Stored data:
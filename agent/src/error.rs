//! Unified error handling for the control API.

use axum::{
    http::StatusCode,
    response::{IntoResponse, Response},
    Json,
};
use sentinel_engine::ErrorClass;
use serde::Serialize;

use crate::ingest::IngestError;
use crate::store::StoreError;

/// Application error type.
#[derive(Debug, thiserror::Error)]
pub enum AppError {
    #[error("Database error: {0}")]
    Database(#[from] sqlx::Error),

    #[error(transparent)]
    Store(#[from] StoreError),

    #[error(transparent)]
    Ingest(#[from] IngestError),

    #[error("Engine error: {0}")]
    Engine(#[from] sentinel_engine::Error),

    #[error("Invalid request: {0}")]
    BadRequest(String),

    #[error("Not found: {0}")]
    NotFound(String),
}

/// Error response body.
#[derive(Serialize)]
struct ErrorResponse {
    error: String,
    #[serde(skip_serializing_if = "Option::is_none")]
    details: Option<String>,
}

impl AppError {
    fn class(&self) -> Option<ErrorClass> {
        match self {
            AppError::Database(_) => Some(ErrorClass::Transient),
            AppError::Store(e) => Some(e.class()),
            AppError::Ingest(e) => e.class(),
            AppError::Engine(e) => Some(e.class()),
            AppError::BadRequest(_) | AppError::NotFound(_) => None,
        }
    }
}

fn status_for(class: ErrorClass) -> StatusCode {
    match class {
        ErrorClass::OutOfOrder => StatusCode::CONFLICT,
        ErrorClass::DataIntegrity => StatusCode::UNPROCESSABLE_ENTITY,
        ErrorClass::Unauthenticated => StatusCode::UNAUTHORIZED,
        ErrorClass::ResourceExhausted => StatusCode::INSUFFICIENT_STORAGE,
        ErrorClass::Transient => StatusCode::SERVICE_UNAVAILABLE,
    }
}

impl IntoResponse for AppError {
    fn into_response(self) -> Response {
        let (status, error_message, details) = match (&self, self.class()) {
            (AppError::BadRequest(msg), _) => (StatusCode::BAD_REQUEST, msg.clone(), None),
            (AppError::NotFound(msg), _) => (StatusCode::NOT_FOUND, msg.clone(), None),
            (AppError::Ingest(IngestError::UnknownDevice(id)), _) => (
                StatusCode::NOT_FOUND,
                format!("unknown device '{id}'"),
                None,
            ),
            (_, Some(ErrorClass::Transient)) => {
                tracing::error!("Transient error: {:?}", self);
                (
                    StatusCode::SERVICE_UNAVAILABLE,
                    "Temporarily unavailable".to_string(),
                    Some(self.to_string()),
                )
            }
            (_, Some(class)) => {
                tracing::warn!(class = %class, "Request failed: {}", self);
                (status_for(class), class.as_str().to_string(), Some(self.to_string()))
            }
            (_, None) => (StatusCode::BAD_REQUEST, self.to_string(), None),
        };

        let body = Json(ErrorResponse {
            error: error_message,
            details,
        });

        (status, body).into_response()
    }
}

/// Result type alias for handlers.
pub type Result<T> = std::result::Result<T, AppError>;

What this task involves -
Beginning at the top of the records above, transcribe each line exactly up to and including the line that holds "#[derive(Serialize)]".

Written solution -
filename agent/src/error.rs
//! Unified error handling for the control API.

use axum::{
    http::StatusCode,
    response::{IntoResponse, Response},
    Json,
};
use sentinel_engine::ErrorClass;
use serde::Serialize;

use crate::ingest::IngestError;
use crate::store::StoreError;

/// Application error type.
#[derive(Debug, thiserror::Error)]
pub enum AppError {
    #[error("Database error: {0}")]
    Database(#[from] sqlx::Error),

    #[error(transparent)]
    Store(#[from] StoreError),

    #[error(transparent)]
    Ingest(#[from] IngestError),

    #[error("Engine error: {0}")]
    Engine(#[from] sentinel_engine::Error),

    #[error("Invalid request: {0}")]
    BadRequest(String),

    #[error("Not found: {0}")]
    NotFound(String),
}

/// Error response body.
#[derive(Serialize)]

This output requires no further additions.